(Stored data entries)
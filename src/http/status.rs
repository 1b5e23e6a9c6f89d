#[derive(Debug, Clone, Copy, PartialEq, Eq)]
pub struct Status {
    pub code_num: u16,
    pub message: &'static str,
}

impl Status {
    pub const OK: Status = Status {
        code_num: 200,
        message: "OK",
    };
    pub const MOVED_PERMANENTLY: Status = Status {
        code_num: 301,
        message: "Moved Permanently",
    };
    pub const NOT_MODIFIED: Status = Status {
        code_num: 304,
        message: "Not Modified",
    };
    pub const BAD_REQUEST: Status = Status {
        code_num: 400,
        message: "Bad Request",
    };
    pub const NOT_FOUND: Status = Status {
        code_num: 404,
        message: "Not Found",
    };
    pub const URI_TOO_LONG: Status = Status {
        code_num: 414,
        message: "URI Too Long",
    };
    pub const HEADER_FIELDS_TOO_LARGE: Status = Status {
        code_num: 431,
        message: "Request Header Fields Too Large",
    };
    pub const NOT_IMPLEMENTED: Status = Status {
        code_num: 501,
        message: "Not Implemented",
    };
    pub const HTTP_VERSION_NOT_SUPPORTED: Status = Status {
        code_num: 505,
        message: "HTTP Version Not Supported",
    };
}
use crate::http::compression::CompressionPolicy;
use crate::http::mime::MimeResolver;
use anyhow::{Context, bail};
use std::net::{Ipv4Addr, SocketAddr};
use std::path::{Path, PathBuf};
use std::time::Duration;

pub const DEFAULT_PORT: u16 = 8080;

/// Served root, relative to the directory holding the executable.
pub const WEB_DIR: &str = "build/web";

/// Everything the server needs, fixed at startup and shared read-only
/// between connections.
#[derive(Debug, Clone)]
pub struct Config {
    pub addr: SocketAddr,
    pub root: PathBuf,
    pub mime: MimeResolver,
    pub compression: CompressionPolicy,
    /// How long an idle connection waits for its next request.
    pub keep_alive_timeout: Duration,
}

impl Config {
    pub fn new(root: impl Into<PathBuf>, addr: SocketAddr) -> Config {
        Config {
            addr,
            root: root.into(),
            mime: MimeResolver::default(),
            compression: CompressionPolicy::default(),
            keep_alive_timeout: Duration::from_secs(5),
        }
    }

    /// Builds the config from the command line (program name already
    /// skipped): an optional port, everything after it ignored.
    pub fn from_args(mut args: impl Iterator<Item = String>) -> anyhow::Result<Config> {
        let port = match args.next() {
            Some(raw) => raw
                .trim()
                .parse::<u16>()
                .with_context(|| format!("invalid port {:?}", raw))?,
            None => DEFAULT_PORT,
        };

        let exe = std::env::current_exe().context("can't locate the executable")?;
        let exe_dir = exe
            .parent()
            .context("executable has no parent directory")?;

        Ok(Config::new(
            exe_dir.join(WEB_DIR),
            SocketAddr::from((Ipv4Addr::UNSPECIFIED, port)),
        ))
    }

    /// Fails when the served root is missing or not a directory.
    pub fn validate(&self) -> anyhow::Result<()> {
        check_root(&self.root)
    }
}

fn check_root(root: &Path) -> anyhow::Result<()> {
    let meta = std::fs::metadata(root)
        .with_context(|| format!("served root {} is not accessible", root.display()))?;
    if !meta.is_dir() {
        bail!("served root {} is not a directory", root.display());
    }
    Ok(())
}

#[cfg(test)]
mod tests {
    use super::*;

    fn args(list: &[&str]) -> impl Iterator<Item = String> {
        list.iter().map(|s| s.to_string()).collect::<Vec<_>>().into_iter()
    }

    #[test]
    fn default_port_and_root() {
        let config = Config::from_args(args(&[])).unwrap();
        assert_eq!(config.addr, "0.0.0.0:8080".parse().unwrap());
        assert!(config.root.ends_with("build/web"));
        assert_eq!(config.compression.level(), 6);
    }

    #[test]
    fn port_argument() {
        let config = Config::from_args(args(&["9000", "ignored"])).unwrap();
        assert_eq!(config.addr.port(), 9000);
    }

    #[test]
    fn bad_port_is_an_error() {
        assert!(Config::from_args(args(&["http"])).is_err());
        assert!(Config::from_args(args(&["70000"])).is_err());
    }

    #[test]
    fn validate_root() {
        let dir = tempfile::tempdir().unwrap();
        let addr = "127.0.0.1:0".parse().unwrap();

        assert!(Config::new(dir.path(), addr).validate().is_ok());
        assert!(Config::new(dir.path().join("missing"), addr).validate().is_err());

        let file = dir.path().join("file");
        std::fs::write(&file, "x").unwrap();
        assert!(Config::new(file, addr).validate().is_err());
    }
}
pub mod cli;
pub mod core;
pub mod error;
pub mod metrics;
pub mod server;
pub mod types;
pub mod utils;
pub mod worker;

#[cfg(test)]
pub mod tests;

// Re-export commonly used item
pub use error::{WorkerError, WorkerResult};
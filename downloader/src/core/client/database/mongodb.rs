use async_trait::async_trait;
use chrono::{DateTime, SubsecRound, Utc};
use futures::TryStreamExt;
use mongodb::bson::{self, doc, Document};
use mongodb::options::{FindOneAndUpdateOptions, FindOptions, IndexOptions, ReturnDocument};
use mongodb::{Client, Collection, Database, IndexModel};
use std::sync::Arc;
use std::time::Instant;
use tracing::{debug, warn};
use uuid::Uuid;

use super::constant::{DOCUMENTS_COLLECTION, JOBS_COLLECTION};
use super::error::DatabaseError;
use super::JobStore;
use crate::types::jobs::document::DocumentRecord;
use crate::types::jobs::job_item::JobItem;
use crate::types::jobs::job_updates::JobItemUpdates;
use crate::types::jobs::lease::ClaimPolicy;
use crate::types::jobs::types::JobStatus;
use crate::types::params::database::MongoConfig;

/// MongoDB job store
pub struct MongoJobStore {
    database: Arc<Database>,
}

impl MongoJobStore {
    pub async fn new(config: &MongoConfig) -> Result<Self, DatabaseError> {
        let client = Client::with_uri_str(&config.connection_url).await?;
        let database = Arc::new(client.database(&config.database_name));
        Ok(Self { database })
    }

    fn jobs_collection(&self) -> Collection<JobItem> {
        self.database.collection(JOBS_COLLECTION)
    }

    fn documents_collection(&self) -> Collection<DocumentRecord> {
        self.database.collection(DOCUMENTS_COLLECTION)
    }

    /// Creates the indexes the claim query and the document lookups rely on. Idempotent.
    pub async fn create_indexes(&self) -> Result<(), DatabaseError> {
        let claim_index = IndexModel::builder()
            .keys(doc! { "jobStatus": 1, "lockedAt": 1, "createdAt": 1 })
            .options(IndexOptions::builder().name("claim_lookup".to_string()).build())
            .build();
        self.jobs_collection().create_index(claim_index, None).await?;

        let documents_index = IndexModel::builder()
            .keys(doc! { "jobId": 1, "documentNumber": 1 })
            .options(IndexOptions::builder().name("job_documents".to_string()).build())
            .build();
        self.documents_collection().create_index(documents_index, None).await?;

        debug!("MongoDB indexes ensured");
        Ok(())
    }

    /// Ping the database
    pub async fn health_check(&self) -> Result<(), DatabaseError> {
        self.database.run_command(doc! { "ping": 1 }, None).await?;
        Ok(())
    }

    /// Filter matching jobs the policy allows to claim at `now`
    pub(crate) fn claim_filter(policy: &ClaimPolicy, now: DateTime<Utc>) -> Result<Document, DatabaseError> {
        let cutoff = bson::DateTime::from_chrono(policy.cutoff(now));

        let pending = doc! {
            "jobStatus": bson::to_bson(&JobStatus::Pending)?,
            "$or": [
                { "lockedAt": { "$exists": false } },
                { "lockedAt": null },
                { "lockedAt": { "$lt": cutoff } },
            ]
        };

        if !policy.reclaim_abandoned {
            return Ok(pending);
        }

        let abandoned = doc! {
            "jobStatus": bson::to_bson(&JobStatus::Processing)?,
            "lockedAt": { "$lt": cutoff },
        };

        Ok(doc! { "$or": [pending, abandoned] })
    }

    /// Update document that leases a job to `worker_id`
    pub(crate) fn claim_update(worker_id: &str, now: DateTime<Utc>) -> Result<Document, DatabaseError> {
        let now = bson::DateTime::from_chrono(now);
        Ok(doc! {
            "$set": {
                "jobStatus": bson::to_bson(&JobStatus::Processing)?,
                "processingStages.documentDownload.status": bson::to_bson(&JobStatus::Processing)?,
                "processingStages.documentDownload.lastUpdated": now,
                "lockedBy": worker_id,
                "lockedAt": now,
                "updatedAt": now,
            },
            "$inc": { "attempts": 1 }
        })
    }

    /// Translate a [JobItemUpdates] into a `$set`/`$unset` update document
    pub(crate) fn update_document(update: &JobItemUpdates, now: DateTime<Utc>) -> Result<Document, DatabaseError> {
        let now = bson::DateTime::from_chrono(now);
        let mut set_doc = Document::new();

        if let Some(status) = update.job_status {
            set_doc.insert("jobStatus", bson::to_bson(&status)?);
        }
        if let Some(total) = update.total_documents {
            set_doc.insert("totalDocuments", bson::to_bson(&total)?);
            set_doc.insert("processingStages.documentDownload.totalDocuments", bson::to_bson(&total)?);
        }
        if let Some(uploaded) = update.uploaded_documents {
            set_doc.insert("uploadedDocuments", bson::to_bson(&uploaded)?);
        }
        if let Some(failed) = update.failed_documents {
            set_doc.insert("failedDocuments", bson::to_bson(&failed)?);
        }
        if let Some(progress) = update.progress {
            set_doc.insert("progress", bson::to_bson(&progress)?);
        }
        if let Some(stage_status) = update.stage_status {
            set_doc.insert("processingStages.documentDownload.status", bson::to_bson(&stage_status)?);
        }
        if update.touches_stage() {
            set_doc.insert("processingStages.documentDownload.lastUpdated", now);
        }
        set_doc.insert("updatedAt", now);

        let mut update_doc = doc! { "$set": set_doc };
        if update.clear_lease {
            update_doc.insert("$unset", doc! { "lockedBy": "", "lockedAt": "" });
        }

        Ok(update_doc)
    }
}

#[async_trait]
impl JobStore for MongoJobStore {
    async fn create_job(&self, job: JobItem) -> Result<JobItem, DatabaseError> {
        let start = Instant::now();
        let existing = self.jobs_collection().find_one(doc! { "_id": job.id }, None).await?;
        if existing.is_some() {
            return Err(DatabaseError::ItemAlreadyExists(format!("Job already exists: {}", job.id)));
        }

        self.jobs_collection().insert_one(&job, None).await?;
        debug!(job_id = %job.id, duration_ms = %start.elapsed().as_millis(), "Job created in MongoDB");
        Ok(job)
    }

    async fn get_job_by_id(&self, id: Uuid) -> Result<Option<JobItem>, DatabaseError> {
        Ok(self.jobs_collection().find_one(doc! { "_id": id }, None).await?)
    }

    async fn count_jobs_by_status(&self, status: JobStatus) -> Result<u64, DatabaseError> {
        let filter = doc! { "jobStatus": bson::to_bson(&status)? };
        Ok(self.jobs_collection().count_documents(filter, None).await?)
    }

    async fn claim_job(&self, policy: &ClaimPolicy, worker_id: &str) -> Result<Option<JobItem>, DatabaseError> {
        let start = Instant::now();
        let now = Utc::now().trunc_subsecs(3);

        let filter = Self::claim_filter(policy, now)?;
        let update = Self::claim_update(worker_id, now)?;

        // Oldest job first
        let options = FindOneAndUpdateOptions::builder()
            .return_document(ReturnDocument::After)
            .sort(doc! { "createdAt": 1 })
            .build();

        let result = self.jobs_collection().find_one_and_update(filter, update, options).await?;

        if let Some(ref job) = result {
            debug!(
                job_id = %job.id,
                worker_id = worker_id,
                attempts = job.attempts,
                duration_ms = %start.elapsed().as_millis(),
                "Claimed job"
            );
        }

        Ok(result)
    }

    async fn update_job(&self, id: Uuid, update: JobItemUpdates) -> Result<JobItem, DatabaseError> {
        if update.is_empty() {
            return Err(DatabaseError::NoUpdateFound("No field to be updated, likely a false call".to_string()));
        }

        let update_doc = Self::update_document(&update, Utc::now().trunc_subsecs(3))?;
        let options = FindOneAndUpdateOptions::builder().return_document(ReturnDocument::After).build();

        self.jobs_collection().find_one_and_update(doc! { "_id": id }, update_doc, options).await?.ok_or_else(|| {
            warn!(job_id = %id, "Failed to update job, job not found");
            DatabaseError::ItemNotFound(format!("Job {} not found", id))
        })
    }

    async fn insert_document(&self, record: DocumentRecord) -> Result<(), DatabaseError> {
        self.documents_collection().insert_one(&record, None).await?;
        Ok(())
    }

    async fn get_documents_by_job_id(&self, job_id: Uuid) -> Result<Vec<DocumentRecord>, DatabaseError> {
        let options = FindOptions::builder().sort(doc! { "attempt": 1, "documentNumber": 1 }).build();
        let cursor = self.documents_collection().find(doc! { "jobId": job_id }, options).await?;
        Ok(cursor.try_collect().await?)
    }
}
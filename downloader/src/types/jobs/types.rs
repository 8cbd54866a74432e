use serde::{Deserialize, Serialize};

#[derive(Serialize, Deserialize, Debug, Clone, Copy, PartialEq, Eq, Hash, Default, strum_macros::Display)]
#[serde(rename_all = "snake_case")]
#[strum(serialize_all = "snake_case")]
pub enum JobStatus {
    /// The job is queued and waiting for a worker to claim it
    #[default]
    Pending,
    /// A worker holds the lease and is downloading the job's documents
    Processing,
    /// Every document was handled without failure
    Completed,
    /// Some, but not all, documents failed
    PartialFailed,
    /// The run aborted, or every document failed
    Failed,
}

impl JobStatus {
    /// Terminal jobs are never claimed again.
    pub fn is_terminal(&self) -> bool {
        matches!(self, JobStatus::Completed | JobStatus::PartialFailed | JobStatus::Failed)
    }

    pub fn as_str(&self) -> &'static str {
        match self {
            JobStatus::Pending => "pending",
            JobStatus::Processing => "processing",
            JobStatus::Completed => "completed",
            JobStatus::PartialFailed => "partial_failed",
            JobStatus::Failed => "failed",
        }
    }
}
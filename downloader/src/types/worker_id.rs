use chrono::{DateTime, Utc};
use std::fmt;
use uuid::Uuid;

/// Identity written into `lockedBy` when a job is claimed.
///
/// A composite of host, process and run identifiers. It carries no behaviour: two runs of
/// the same process on the same host still get distinct identities.
#[derive(Debug, Clone, PartialEq, Eq)]
pub struct WorkerIdentity {
    pub host: String,
    pub pid: u32,
    pub started_at: DateTime<Utc>,
    pub run_id: Uuid,
}

impl WorkerIdentity {
    pub fn new(host: impl Into<String>, pid: u32, started_at: DateTime<Utc>, run_id: Uuid) -> Self {
        Self { host: host.into(), pid, started_at, run_id }
    }

    /// Identity of the current process
    pub fn current() -> Self {
        let host = std::env::var("HOSTNAME")
            .ok()
            .filter(|host| !host.trim().is_empty())
            .unwrap_or_else(|| "localhost".to_string());
        Self::new(host, std::process::id(), Utc::now(), Uuid::new_v4())
    }
}

impl fmt::Display for WorkerIdentity {
    fn fmt(&self, f: &mut fmt::Formatter<'_>) -> fmt::Result {
        let run_id = self.run_id.simple().to_string();
        write!(f, "worker-{}-{}-{}-{}", self.host, self.pid, self.started_at.timestamp(), &run_id[..8])
    }
}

ASSIGNMENT: Start with the line above that contains "pub const NOT_FOUND: Status" and stop after the line that contains "holding the executable.". Output those lines exactly, and only those.

RESPONSE:
    pub const NOT_FOUND: Status = Status {
        code_num: 404,
        message: "Not Found",
    };
    pub const URI_TOO_LONG: Status = Status {
        code_num: 414,
        message: "URI Too Long",
    };
    pub const HEADER_FIELDS_TOO_LARGE: Status = Status {
        code_num: 431,
        message: "Request Header Fields Too Large",
    };
    pub const NOT_IMPLEMENTED: Status = Status {
        code_num: 501,
        message: "Not Implemented",
    };
    pub const HTTP_VERSION_NOT_SUPPORTED: Status = Status {
        code_num: 505,
        message: "HTTP Version Not Supported",
    };
}
use crate::http::compression::CompressionPolicy;
use crate::http::mime::MimeResolver;
use anyhow::{Context, bail};
use std::net::{Ipv4Addr, SocketAddr};
use std::path::{Path, PathBuf};
use std::time::Duration;

pub const DEFAULT_PORT: u16 = 8080;

/// Served root, relative to the directory holding the executable.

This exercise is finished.